> WHAT IS NEEDED
Identify and pull out each line of the entries in which "through" occurs.

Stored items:
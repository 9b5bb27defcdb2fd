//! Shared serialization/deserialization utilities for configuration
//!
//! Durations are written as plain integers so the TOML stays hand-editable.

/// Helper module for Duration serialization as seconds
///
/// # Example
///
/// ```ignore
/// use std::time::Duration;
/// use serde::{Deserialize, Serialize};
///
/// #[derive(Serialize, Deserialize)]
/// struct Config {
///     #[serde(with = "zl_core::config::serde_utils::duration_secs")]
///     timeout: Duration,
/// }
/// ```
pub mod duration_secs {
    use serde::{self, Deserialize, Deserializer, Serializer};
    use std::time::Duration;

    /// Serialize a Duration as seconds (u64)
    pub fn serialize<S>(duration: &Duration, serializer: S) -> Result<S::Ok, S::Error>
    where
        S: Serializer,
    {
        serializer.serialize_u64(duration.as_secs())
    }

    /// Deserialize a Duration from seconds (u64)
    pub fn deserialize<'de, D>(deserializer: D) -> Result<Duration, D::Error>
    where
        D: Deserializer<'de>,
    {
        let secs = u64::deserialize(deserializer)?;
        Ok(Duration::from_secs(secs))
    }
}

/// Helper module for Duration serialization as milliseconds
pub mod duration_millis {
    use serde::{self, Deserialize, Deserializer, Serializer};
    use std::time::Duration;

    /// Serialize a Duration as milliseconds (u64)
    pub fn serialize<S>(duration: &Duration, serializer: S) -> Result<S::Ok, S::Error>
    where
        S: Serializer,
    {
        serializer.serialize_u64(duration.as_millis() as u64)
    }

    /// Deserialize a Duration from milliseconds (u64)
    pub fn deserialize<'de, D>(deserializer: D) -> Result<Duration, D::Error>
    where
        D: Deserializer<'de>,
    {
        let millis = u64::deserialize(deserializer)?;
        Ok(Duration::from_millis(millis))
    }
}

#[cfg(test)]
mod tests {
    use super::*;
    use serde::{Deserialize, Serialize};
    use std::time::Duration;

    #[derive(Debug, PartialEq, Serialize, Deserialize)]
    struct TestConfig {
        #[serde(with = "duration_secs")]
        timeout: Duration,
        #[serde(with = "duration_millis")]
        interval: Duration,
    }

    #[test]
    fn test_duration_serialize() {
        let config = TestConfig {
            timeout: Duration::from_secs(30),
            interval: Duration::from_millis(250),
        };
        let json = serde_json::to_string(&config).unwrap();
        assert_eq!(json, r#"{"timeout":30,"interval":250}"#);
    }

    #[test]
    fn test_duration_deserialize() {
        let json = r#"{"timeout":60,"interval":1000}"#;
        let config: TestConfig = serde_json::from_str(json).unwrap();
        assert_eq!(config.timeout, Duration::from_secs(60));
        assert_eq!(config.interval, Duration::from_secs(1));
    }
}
...
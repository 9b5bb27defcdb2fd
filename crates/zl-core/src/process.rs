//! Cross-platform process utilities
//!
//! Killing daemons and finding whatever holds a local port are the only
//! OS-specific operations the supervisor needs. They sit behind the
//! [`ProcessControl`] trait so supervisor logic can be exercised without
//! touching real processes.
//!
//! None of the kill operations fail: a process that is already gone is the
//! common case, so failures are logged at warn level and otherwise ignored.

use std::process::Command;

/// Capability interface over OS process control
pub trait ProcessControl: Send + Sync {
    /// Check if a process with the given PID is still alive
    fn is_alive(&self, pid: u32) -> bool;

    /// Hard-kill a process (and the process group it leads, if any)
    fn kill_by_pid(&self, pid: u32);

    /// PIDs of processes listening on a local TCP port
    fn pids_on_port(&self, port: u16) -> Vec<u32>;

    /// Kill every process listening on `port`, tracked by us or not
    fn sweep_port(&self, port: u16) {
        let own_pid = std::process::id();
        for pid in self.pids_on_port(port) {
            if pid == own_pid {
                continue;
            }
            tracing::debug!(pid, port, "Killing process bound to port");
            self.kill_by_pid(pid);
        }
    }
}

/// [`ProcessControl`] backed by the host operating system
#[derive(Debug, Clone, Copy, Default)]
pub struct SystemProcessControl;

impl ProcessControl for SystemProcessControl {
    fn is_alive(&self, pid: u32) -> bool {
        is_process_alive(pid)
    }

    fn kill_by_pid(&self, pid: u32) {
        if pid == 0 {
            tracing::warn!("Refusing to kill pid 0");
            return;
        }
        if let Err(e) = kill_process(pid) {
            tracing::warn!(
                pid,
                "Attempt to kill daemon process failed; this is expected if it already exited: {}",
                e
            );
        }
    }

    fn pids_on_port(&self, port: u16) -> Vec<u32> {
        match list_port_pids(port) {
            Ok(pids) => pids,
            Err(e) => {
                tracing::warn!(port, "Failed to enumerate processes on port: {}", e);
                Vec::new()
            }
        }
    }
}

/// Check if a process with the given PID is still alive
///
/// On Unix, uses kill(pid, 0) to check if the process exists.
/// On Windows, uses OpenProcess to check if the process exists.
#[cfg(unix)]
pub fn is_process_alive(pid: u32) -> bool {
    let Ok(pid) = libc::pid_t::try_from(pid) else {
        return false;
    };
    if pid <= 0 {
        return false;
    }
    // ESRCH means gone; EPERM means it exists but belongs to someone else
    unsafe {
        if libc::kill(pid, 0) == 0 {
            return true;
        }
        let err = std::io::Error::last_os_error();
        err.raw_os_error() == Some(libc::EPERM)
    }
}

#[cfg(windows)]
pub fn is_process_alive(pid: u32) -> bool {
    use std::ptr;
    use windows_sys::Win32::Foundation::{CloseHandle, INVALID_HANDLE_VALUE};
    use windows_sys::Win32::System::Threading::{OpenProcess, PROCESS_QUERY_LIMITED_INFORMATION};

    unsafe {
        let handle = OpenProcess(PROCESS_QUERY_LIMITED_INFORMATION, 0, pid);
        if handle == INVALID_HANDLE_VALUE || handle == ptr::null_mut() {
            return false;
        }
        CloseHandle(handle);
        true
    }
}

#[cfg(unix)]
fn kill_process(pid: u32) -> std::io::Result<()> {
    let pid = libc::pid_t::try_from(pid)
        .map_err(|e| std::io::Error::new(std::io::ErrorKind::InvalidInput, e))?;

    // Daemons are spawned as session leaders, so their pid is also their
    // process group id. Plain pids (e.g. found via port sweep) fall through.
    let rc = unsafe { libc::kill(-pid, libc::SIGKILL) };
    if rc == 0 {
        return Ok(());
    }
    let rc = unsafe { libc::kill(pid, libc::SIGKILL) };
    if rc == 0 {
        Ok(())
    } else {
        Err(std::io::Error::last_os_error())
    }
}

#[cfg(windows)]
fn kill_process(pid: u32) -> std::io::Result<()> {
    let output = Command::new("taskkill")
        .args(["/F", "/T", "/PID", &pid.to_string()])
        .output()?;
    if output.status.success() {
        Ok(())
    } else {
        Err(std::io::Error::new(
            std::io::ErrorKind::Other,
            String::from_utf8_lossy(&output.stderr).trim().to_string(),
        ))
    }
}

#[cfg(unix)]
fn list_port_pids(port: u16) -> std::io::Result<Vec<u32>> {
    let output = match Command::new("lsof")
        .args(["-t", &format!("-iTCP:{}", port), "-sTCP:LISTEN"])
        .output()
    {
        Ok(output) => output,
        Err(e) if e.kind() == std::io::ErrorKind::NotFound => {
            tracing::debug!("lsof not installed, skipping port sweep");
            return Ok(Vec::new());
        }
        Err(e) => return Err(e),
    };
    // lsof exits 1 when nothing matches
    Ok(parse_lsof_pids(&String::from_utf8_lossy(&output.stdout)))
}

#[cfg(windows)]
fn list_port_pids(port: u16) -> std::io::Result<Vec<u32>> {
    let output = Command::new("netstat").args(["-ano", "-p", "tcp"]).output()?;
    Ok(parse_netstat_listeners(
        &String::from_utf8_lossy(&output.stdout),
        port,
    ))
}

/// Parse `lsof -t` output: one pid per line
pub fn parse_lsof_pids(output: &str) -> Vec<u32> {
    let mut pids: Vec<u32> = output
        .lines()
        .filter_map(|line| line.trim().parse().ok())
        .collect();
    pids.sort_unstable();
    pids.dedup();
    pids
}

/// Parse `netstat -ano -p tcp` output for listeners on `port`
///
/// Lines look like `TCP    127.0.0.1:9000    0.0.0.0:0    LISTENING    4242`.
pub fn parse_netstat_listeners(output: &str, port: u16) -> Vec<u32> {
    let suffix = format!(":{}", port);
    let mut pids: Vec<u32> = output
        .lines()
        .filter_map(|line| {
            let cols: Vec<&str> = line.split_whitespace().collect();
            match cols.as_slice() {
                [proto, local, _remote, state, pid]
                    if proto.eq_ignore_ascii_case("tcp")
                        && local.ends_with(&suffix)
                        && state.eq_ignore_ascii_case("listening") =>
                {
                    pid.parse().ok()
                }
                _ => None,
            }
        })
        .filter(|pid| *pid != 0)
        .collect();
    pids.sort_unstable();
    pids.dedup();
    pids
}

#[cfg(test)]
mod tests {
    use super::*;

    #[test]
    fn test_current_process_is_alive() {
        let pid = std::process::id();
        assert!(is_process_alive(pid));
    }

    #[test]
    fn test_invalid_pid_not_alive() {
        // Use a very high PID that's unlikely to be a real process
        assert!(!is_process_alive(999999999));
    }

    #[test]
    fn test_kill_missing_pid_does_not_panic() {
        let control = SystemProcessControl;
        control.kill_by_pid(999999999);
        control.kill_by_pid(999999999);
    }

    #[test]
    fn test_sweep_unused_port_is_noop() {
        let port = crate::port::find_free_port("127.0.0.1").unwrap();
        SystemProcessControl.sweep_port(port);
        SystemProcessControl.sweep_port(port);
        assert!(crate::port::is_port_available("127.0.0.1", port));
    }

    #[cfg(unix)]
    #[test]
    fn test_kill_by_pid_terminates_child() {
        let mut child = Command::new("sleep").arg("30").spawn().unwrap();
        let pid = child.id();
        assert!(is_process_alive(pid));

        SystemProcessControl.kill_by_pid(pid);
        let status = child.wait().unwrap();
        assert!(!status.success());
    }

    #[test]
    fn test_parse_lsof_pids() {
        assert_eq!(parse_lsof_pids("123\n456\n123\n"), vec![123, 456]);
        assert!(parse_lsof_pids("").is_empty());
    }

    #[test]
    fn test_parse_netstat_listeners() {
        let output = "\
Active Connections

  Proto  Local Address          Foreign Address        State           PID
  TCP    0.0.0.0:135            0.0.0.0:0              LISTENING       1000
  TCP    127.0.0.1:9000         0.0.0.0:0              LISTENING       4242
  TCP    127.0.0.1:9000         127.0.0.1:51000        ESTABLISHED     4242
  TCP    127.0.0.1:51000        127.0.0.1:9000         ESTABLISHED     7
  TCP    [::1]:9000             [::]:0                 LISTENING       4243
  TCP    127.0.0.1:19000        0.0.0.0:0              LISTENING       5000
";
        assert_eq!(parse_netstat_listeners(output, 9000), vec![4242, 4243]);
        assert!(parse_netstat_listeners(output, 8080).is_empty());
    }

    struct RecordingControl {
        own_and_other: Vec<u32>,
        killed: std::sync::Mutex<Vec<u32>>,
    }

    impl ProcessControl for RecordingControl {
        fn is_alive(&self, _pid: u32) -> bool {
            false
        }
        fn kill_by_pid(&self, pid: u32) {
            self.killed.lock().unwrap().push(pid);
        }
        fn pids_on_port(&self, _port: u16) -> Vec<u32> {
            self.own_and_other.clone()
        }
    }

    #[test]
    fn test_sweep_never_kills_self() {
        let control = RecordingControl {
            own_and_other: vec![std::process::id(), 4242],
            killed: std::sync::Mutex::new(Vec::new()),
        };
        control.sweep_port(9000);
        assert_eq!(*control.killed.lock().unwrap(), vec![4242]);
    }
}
...
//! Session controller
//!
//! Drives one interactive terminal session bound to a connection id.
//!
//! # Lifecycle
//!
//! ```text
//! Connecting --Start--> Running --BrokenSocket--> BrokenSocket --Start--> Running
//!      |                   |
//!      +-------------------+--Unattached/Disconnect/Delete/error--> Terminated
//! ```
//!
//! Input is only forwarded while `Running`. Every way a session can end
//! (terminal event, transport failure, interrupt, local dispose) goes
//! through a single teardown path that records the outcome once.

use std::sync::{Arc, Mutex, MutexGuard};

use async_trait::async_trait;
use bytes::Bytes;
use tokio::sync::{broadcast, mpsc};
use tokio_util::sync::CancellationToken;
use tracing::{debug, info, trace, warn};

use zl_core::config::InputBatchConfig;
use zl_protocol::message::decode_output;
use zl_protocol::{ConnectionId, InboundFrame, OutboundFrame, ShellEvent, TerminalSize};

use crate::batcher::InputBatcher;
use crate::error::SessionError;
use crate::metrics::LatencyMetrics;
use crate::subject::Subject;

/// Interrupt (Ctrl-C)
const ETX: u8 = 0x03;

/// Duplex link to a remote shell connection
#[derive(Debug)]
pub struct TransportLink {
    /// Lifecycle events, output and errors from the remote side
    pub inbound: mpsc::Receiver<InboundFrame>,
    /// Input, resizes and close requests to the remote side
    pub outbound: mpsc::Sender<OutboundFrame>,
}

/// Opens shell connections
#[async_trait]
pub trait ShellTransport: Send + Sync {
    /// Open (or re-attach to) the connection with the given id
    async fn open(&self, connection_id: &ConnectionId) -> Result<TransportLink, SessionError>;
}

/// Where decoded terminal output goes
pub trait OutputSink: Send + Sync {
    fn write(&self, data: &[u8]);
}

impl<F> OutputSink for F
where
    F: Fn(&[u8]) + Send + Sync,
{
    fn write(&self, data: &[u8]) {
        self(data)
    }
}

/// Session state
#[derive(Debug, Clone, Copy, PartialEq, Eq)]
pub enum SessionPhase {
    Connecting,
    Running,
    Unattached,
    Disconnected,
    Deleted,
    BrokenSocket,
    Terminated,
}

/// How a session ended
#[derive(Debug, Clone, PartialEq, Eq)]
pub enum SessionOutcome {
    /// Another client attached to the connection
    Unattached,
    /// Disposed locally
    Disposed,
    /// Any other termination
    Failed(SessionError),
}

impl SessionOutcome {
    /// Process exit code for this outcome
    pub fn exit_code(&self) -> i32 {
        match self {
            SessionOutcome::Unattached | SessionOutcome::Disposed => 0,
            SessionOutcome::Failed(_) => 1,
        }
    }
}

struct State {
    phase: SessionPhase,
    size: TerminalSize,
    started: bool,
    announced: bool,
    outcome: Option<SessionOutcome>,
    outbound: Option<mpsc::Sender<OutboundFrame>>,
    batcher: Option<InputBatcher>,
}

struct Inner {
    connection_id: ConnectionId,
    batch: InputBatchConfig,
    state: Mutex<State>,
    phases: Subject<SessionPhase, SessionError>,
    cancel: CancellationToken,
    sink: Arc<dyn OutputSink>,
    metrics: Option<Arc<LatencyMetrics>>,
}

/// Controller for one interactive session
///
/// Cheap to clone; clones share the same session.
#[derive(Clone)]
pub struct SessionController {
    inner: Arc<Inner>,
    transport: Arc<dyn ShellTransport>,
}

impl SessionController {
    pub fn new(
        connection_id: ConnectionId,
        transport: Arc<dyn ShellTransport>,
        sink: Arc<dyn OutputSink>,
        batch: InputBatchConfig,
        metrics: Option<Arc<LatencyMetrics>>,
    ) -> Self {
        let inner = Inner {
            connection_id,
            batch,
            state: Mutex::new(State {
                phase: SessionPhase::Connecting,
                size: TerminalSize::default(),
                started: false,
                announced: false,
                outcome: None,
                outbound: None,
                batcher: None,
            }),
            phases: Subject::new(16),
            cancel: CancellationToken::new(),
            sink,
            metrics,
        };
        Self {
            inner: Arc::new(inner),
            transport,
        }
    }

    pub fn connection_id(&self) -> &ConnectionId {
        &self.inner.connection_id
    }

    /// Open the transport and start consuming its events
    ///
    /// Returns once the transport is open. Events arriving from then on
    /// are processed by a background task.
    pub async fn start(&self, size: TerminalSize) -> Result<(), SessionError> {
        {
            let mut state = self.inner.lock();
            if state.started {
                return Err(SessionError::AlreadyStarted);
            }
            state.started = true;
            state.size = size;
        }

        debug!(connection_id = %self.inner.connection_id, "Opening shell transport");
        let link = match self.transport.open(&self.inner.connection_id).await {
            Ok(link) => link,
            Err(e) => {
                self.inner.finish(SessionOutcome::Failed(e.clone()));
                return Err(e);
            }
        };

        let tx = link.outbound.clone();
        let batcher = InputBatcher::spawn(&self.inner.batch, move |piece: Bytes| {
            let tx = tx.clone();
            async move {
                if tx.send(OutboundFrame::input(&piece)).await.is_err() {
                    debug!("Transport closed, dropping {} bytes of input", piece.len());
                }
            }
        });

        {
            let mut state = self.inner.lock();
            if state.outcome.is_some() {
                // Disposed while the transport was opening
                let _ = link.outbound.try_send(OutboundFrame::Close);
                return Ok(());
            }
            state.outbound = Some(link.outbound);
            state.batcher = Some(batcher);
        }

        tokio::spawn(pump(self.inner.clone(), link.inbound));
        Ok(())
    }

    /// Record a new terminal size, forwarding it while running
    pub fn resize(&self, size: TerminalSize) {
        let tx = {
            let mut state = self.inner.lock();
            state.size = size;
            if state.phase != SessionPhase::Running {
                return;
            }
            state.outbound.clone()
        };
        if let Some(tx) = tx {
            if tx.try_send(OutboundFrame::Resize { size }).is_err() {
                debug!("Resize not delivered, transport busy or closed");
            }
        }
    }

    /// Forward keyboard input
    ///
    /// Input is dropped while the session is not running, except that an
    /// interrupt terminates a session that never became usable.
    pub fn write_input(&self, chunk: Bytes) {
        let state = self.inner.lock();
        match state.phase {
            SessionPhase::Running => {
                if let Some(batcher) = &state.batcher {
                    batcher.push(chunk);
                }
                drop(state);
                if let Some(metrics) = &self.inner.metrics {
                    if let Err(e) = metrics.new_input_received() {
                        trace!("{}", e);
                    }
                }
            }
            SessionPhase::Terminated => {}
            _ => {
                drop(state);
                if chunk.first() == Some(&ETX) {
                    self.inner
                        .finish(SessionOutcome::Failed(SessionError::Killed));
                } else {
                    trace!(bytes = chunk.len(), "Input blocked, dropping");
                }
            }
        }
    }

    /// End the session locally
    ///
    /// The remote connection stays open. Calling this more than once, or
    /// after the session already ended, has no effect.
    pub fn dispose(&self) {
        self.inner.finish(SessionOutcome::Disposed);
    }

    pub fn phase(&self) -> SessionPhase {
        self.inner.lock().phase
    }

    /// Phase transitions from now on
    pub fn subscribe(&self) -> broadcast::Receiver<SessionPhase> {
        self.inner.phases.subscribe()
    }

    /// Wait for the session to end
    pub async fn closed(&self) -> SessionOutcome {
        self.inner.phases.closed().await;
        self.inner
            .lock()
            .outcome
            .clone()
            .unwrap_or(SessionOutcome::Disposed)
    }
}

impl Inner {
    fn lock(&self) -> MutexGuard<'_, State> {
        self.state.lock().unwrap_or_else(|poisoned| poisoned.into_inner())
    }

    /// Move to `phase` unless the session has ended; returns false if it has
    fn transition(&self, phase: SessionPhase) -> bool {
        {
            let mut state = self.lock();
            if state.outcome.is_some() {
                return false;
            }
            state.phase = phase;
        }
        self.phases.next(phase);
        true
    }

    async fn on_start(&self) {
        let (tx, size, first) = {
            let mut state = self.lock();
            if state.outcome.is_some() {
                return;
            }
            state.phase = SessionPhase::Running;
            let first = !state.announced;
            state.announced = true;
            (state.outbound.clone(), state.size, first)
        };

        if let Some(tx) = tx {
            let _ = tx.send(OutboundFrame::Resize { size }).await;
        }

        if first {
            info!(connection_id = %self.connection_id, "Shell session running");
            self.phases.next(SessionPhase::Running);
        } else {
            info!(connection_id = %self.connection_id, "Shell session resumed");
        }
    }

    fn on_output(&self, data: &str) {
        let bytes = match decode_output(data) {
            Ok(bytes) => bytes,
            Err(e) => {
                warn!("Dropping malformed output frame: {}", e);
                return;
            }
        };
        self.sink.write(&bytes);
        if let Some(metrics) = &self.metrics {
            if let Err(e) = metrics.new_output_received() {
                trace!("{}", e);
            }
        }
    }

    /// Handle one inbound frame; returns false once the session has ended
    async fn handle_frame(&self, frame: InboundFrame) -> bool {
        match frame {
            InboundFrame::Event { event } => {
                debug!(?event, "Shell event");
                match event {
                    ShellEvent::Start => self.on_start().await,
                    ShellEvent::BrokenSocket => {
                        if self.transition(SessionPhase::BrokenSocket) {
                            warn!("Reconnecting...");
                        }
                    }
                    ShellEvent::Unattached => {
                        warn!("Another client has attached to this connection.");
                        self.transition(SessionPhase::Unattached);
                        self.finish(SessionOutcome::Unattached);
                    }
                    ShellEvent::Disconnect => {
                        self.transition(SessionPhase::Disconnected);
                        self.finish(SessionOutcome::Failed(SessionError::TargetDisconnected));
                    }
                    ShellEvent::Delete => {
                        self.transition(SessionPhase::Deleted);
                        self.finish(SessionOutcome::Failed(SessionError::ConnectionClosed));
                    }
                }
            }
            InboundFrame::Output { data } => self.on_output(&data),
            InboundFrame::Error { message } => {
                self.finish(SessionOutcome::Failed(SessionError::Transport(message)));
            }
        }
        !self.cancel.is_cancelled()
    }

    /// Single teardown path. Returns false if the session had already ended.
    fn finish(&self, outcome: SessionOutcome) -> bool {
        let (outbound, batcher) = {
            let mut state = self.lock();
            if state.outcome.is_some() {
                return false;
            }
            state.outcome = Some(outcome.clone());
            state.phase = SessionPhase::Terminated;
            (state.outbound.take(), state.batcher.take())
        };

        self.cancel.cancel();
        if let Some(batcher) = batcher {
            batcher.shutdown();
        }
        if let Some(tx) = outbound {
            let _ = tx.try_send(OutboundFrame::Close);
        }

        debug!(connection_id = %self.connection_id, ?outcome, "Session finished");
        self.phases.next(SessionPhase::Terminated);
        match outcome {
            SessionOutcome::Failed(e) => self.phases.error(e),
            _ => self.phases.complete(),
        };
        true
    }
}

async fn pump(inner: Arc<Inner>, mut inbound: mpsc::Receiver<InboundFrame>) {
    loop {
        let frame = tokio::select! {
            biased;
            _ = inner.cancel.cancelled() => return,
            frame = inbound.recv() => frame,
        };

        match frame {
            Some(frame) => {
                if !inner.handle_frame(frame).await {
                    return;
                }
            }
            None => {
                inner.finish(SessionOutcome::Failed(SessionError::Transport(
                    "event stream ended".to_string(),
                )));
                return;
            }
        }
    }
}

> FINISHED TASK
    // process group id. Plain pids (e.g. found via port sweep) fall through.
//! through a single teardown path that records the outcome once.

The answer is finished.